Voici donc le buveur de chocolat chaud ! Il s’était installé dans un petit salon avec sa boisson dont l’odeur avait porté à quoi, cinq à sept mètres, aidée par le passage de quelqu’un parti chercher quelque chose dans son compartiment. L’homme, entre trente et quarante ans, un peu enrobé, début de calvitie, en costume de qualité moyenne, coupe sérieuse, urbaine, la salua quand il la remarqua. Elle répondit brièvement avec un sourire joyeux avant de se glisser dans le wagon suivant, passant par un sas plus froid, n’étant pas chauffé et seulement isolé de l’extérieur d’une sorte d’enveloppe bâchée en accordéon. La transition réveillait à tout le moins et Amih découvrit avec un peu d’étonnement que les autres voyageurs s’étaient changés pour la plupart, désormais vêtus en citadins, au point qu’elle eut la drôle d’impression d’être une souris des champs qui se rendait en visite auprès de sa cousine souris des villes… c’était presque ça d’ailleurs.

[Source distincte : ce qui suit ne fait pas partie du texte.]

//! Reconciliation CLI commands
//!
//! Implements CLI commands for account reconciliation workflow.

use chrono::NaiveDate;
use clap::Subcommand;

use crate::error::{EnvelopeError, EnvelopeResult};
use crate::models::Money;
use crate::services::{AccountService, CategoryService, ReconciliationService};
use crate::storage::Storage;

/// Reconciliation subcommands
#[derive(Subcommand)]
pub enum ReconcileCommands {
    /// Start reconciliation for an account
    Start {
        /// Account name or ID
        account: String,
        /// Statement ending balance (e.g., "1234.56")
        balance: String,
        /// Statement date (YYYY-MM-DD), defaults to today
        #[arg(short, long)]
        date: Option<String>,
    },
    /// Show reconciliation status for an account
    Status {
        /// Account name or ID
        account: String,
        /// Statement ending balance (e.g., "1234.56")
        balance: String,
        /// Statement date (YYYY-MM-DD), defaults to today
        #[arg(short, long)]
        date: Option<String>,
    },
    /// Mark a transaction as cleared during reconciliation
    Clear {
        /// Transaction ID
        id: String,
    },
    /// Mark a transaction as pending during reconciliation
    Unclear {
        /// Transaction ID
        id: String,
    },
    /// Complete reconciliation (requires difference to be zero)
    Complete {
        /// Account name or ID
        account: String,
        /// Statement ending balance (e.g., "1234.56")
        balance: String,
        /// Statement date (YYYY-MM-DD), defaults to today
        #[arg(short, long)]
        date: Option<String>,
    },
    /// Complete reconciliation with adjustment for discrepancies
    Adjust {
        /// Account name or ID
        account: String,
        /// Statement ending balance (e.g., "1234.56")
        balance: String,
        /// Statement date (YYYY-MM-DD), defaults to today
        #[arg(short, long)]
        date: Option<String>,
        /// Category for the adjustment transaction
        #[arg(short, long)]
        category: Option<String>,
    },
}

/// Handle a reconcile command
pub fn handle_reconcile_command(storage: &Storage, cmd: ReconcileCommands) -> EnvelopeResult<()> {
    let service = ReconciliationService::new(storage);
    let account_service = AccountService::new(storage);
    let category_service = CategoryService::new(storage);

    match cmd {
        ReconcileCommands::Start { account, balance, date } => {
            let account = account_service
                .find(&account)?
                .ok_or_else(|| EnvelopeError::account_not_found(&account))?;

            let statement_balance = Money::parse(&balance).map_err(|e| {
                EnvelopeError::Validation(format!(
                    "Invalid balance format: '{}'. Use format like '1234.56'. Error: {}",
                    balance, e
                ))
            })?;

            let statement_date = parse_date_or_today(date.as_deref())?;

            let session = service.start(account.id, statement_date, statement_balance)?;
            let summary = service.get_summary(&session)?;

            println!("Reconciliation started for: {}", account.name);
            println!("Statement Date: {}", statement_date);
            println!("Statement Balance: {}", statement_balance);
            println!();
            println!("Current Status:");
            println!("  Starting reconciled balance: {}", session.starting_cleared_balance);
            println!("  Current cleared balance:     {}", summary.current_cleared_balance);
            println!("  Difference:                  {}", summary.difference);
            println!();
            println!("Transactions:");
            println!("  Cleared (ready to reconcile): {}", summary.cleared_transactions.len());
            println!("  Pending (uncleared):          {}", summary.uncleared_transactions.len());

            if !summary.cleared_transactions.is_empty() {
                println!();
                println!("Cleared transactions:");
                for txn in &summary.cleared_transactions {
                    println!(
                        "  {} {} {:>12}  {}",
                        txn.id.to_string().chars().take(8).collect::<String>(),
                        txn.date,
                        txn.amount,
                        txn.payee_name
                    );
                }
            }

            if !summary.uncleared_transactions.is_empty() {
                println!();
                println!("Pending transactions:");
                for txn in &summary.uncleared_transactions {
                    println!(
                        "  {} {} {:>12}  {}",
                        txn.id.to_string().chars().take(8).collect::<String>(),
                        txn.date,
                        txn.amount,
                        txn.payee_name
                    );
                }
            }

            println!();
            if summary.can_complete {
                println!("Ready to complete! Run 'envelope reconcile complete' to finish.");
            } else {
                println!("Difference is {}. Clear/unclear transactions until difference is $0.00", summary.difference);
                println!("Or use 'envelope reconcile adjust' to create an adjustment transaction.");
            }
        }

        ReconcileCommands::Status { account, balance, date } => {
            let account = account_service
                .find(&account)?
                .ok_or_else(|| EnvelopeError::account_not_found(&account))?;

            let statement_balance = Money::parse(&balance).map_err(|e| {
                EnvelopeError::Validation(format!("Invalid balance: {}", e))
            })?;

            let statement_date = parse_date_or_today(date.as_deref())?;

            let session = service.start(account.id, statement_date, statement_balance)?;
            let summary = service.get_summary(&session)?;

            println!("Reconciliation Status: {}", account.name);
            println!("{}", "=".repeat(40));
            println!();
            println!("Statement balance:     {}", statement_balance);
            println!("Current cleared:       {}", summary.current_cleared_balance);
            println!("Difference:            {}", summary.difference);
            println!();

            if let Some(last_date) = account.last_reconciled_date {
                println!("Last reconciliation:   {}", last_date);
                if let Some(last_balance) = account.last_reconciled_balance {
                    println!("Last reconciled balance: {}", last_balance);
                }
            } else {
                println!("Last reconciliation:   Never");
            }
        }

        ReconcileCommands::Clear { id } => {
            let txn = service.clear_transaction(id.parse().map_err(|_| {
                EnvelopeError::Validation(format!("Invalid transaction ID: {}", id))
            })?)?;

            println!(
                "Cleared: {} {} {}",
                txn.date, txn.payee_name, txn.amount
            );
        }

        ReconcileCommands::Unclear { id } => {
            let txn = service.unclear_transaction(id.parse().map_err(|_| {
                EnvelopeError::Validation(format!("Invalid transaction ID: {}", id))
            })?)?;

            println!(
                "Uncleared: {} {} {}",
                txn.date, txn.payee_name, txn.amount
            );
        }

        ReconcileCommands::Complete { account, balance, date } => {
            let account = account_service
                .find(&account)?
                .ok_or_else(|| EnvelopeError::account_not_found(&account))?;

            let statement_balance = Money::parse(&balance).map_err(|e| {
                EnvelopeError::Validation(format!("Invalid balance: {}", e))
            })?;

            let statement_date = parse_date_or_today(date.as_deref())?;

            let session = service.start(account.id, statement_date, statement_balance)?;
            let result = service.complete(&session)?;

            println!("Reconciliation complete!");
            println!("  Account: {}", account.name);
            println!("  Statement date: {}", statement_date);
            println!("  Statement balance: {}", statement_balance);
            println!("  Transactions reconciled: {}", result.transactions_reconciled);
        }

        ReconcileCommands::Adjust { account, balance, date, category } => {
            let account = account_service
                .find(&account)?
                .ok_or_else(|| EnvelopeError::account_not_found(&account))?;

            let statement_balance = Money::parse(&balance).map_err(|e| {
                EnvelopeError::Validation(format!("Invalid balance: {}", e))
            })?;

            let statement_date = parse_date_or_today(date.as_deref())?;

            let category_id = if let Some(cat_name) = category {
                let cat = category_service
                    .find_category(&cat_name)?
                    .ok_or_else(|| EnvelopeError::category_not_found(&cat_name))?;
                Some(cat.id)
            } else {
                None
            };

            let session = service.start(account.id, statement_date, statement_balance)?;
            let summary = service.get_summary(&session)?;

            println!("Creating adjustment transaction for: {}", summary.difference);

            let result = service.complete_with_adjustment(&session, category_id)?;

            println!();
            println!("Reconciliation complete with adjustment!");
            println!("  Account: {}", account.name);
            println!("  Statement date: {}", statement_date);
            println!("  Statement balance: {}", statement_balance);
            println!("  Transactions reconciled: {}", result.transactions_reconciled);
            if result.adjustment_created {
                println!("  Adjustment created: {}", result.adjustment_amount.unwrap());
            }
        }
    }

    Ok(())
}

/// Parse a date string or return today's date
fn parse_date_or_today(date_str: Option<&str>) -> EnvelopeResult<NaiveDate> {
    if let Some(date_str) = date_str {
        NaiveDate::parse_from_str(date_str, "%Y-%m-%d").map_err(|_| {
            EnvelopeError::Validation(format!(
                "Invalid date format: '{}'. Use YYYY-MM-DD",
                date_str
            ))
        })
    } else {
        Ok(chrono::Local::now().date_naive())
    }
}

Ancienne colonie artlandaise, le Regenland avait gagné tranquillement son autonomie puis son indépendance, devenant une étrange contrée, en grande partie sauvage voire inexplorée, l’essentiel de la « civilisation » se trouvant près des côtes et le long des grands axes de chemin de fer qui reliaient les plus importantes cités. Elle venait d’une région où les paysages étaient majestueux, rocailleux, accidentés, boisés, plein de loups, d’ours et d’esprits anciens, mais son monde n’avait pas grand-chose à voir avec les grandes mégapoles comme Teskani, porte d’entrée du pays, Sikaakwa, dans la région des grands lacs ou Pariki la côtière ensoleillée dans le sud... Il paraissait que tout allait très vite là-bas, que les gens étaient tout le temps pressés, que les voitures étaient courantes au point d’occuper la circulation dans les rues, que la mode changeait deux fois par an, que les magasins débordaient de produits d’une variété à peine concevable et que l’électricité comme l’eau courante alimentait chaque foyer. Cela changeait des générateurs propres à chaque ferme et des bidouilles variées pour prendre sa douche ou un bain chaud.

En principe elle devrait pouvoir observer le tout et se faire une idée de ce monde du présent. D’après Tobias, son hôtesse était une femme moderne, émancipée, libre, qui savait ce qu’elle voulait et savait l’obtenir, toujours sur la brèche, élégante et très séduisante. En fait Amih ressentait une pointe d’envie à cette longue liste de qualificatifs, elle aurait bien aimée qu’on lui dise qu’elle était gracieuse, belle et séduisante surtout ! Manque de chance, elle avait surtout affaire avec des espèces de vieux loups bourrus qui la gratifiaient au mieux d’un « mignonne ».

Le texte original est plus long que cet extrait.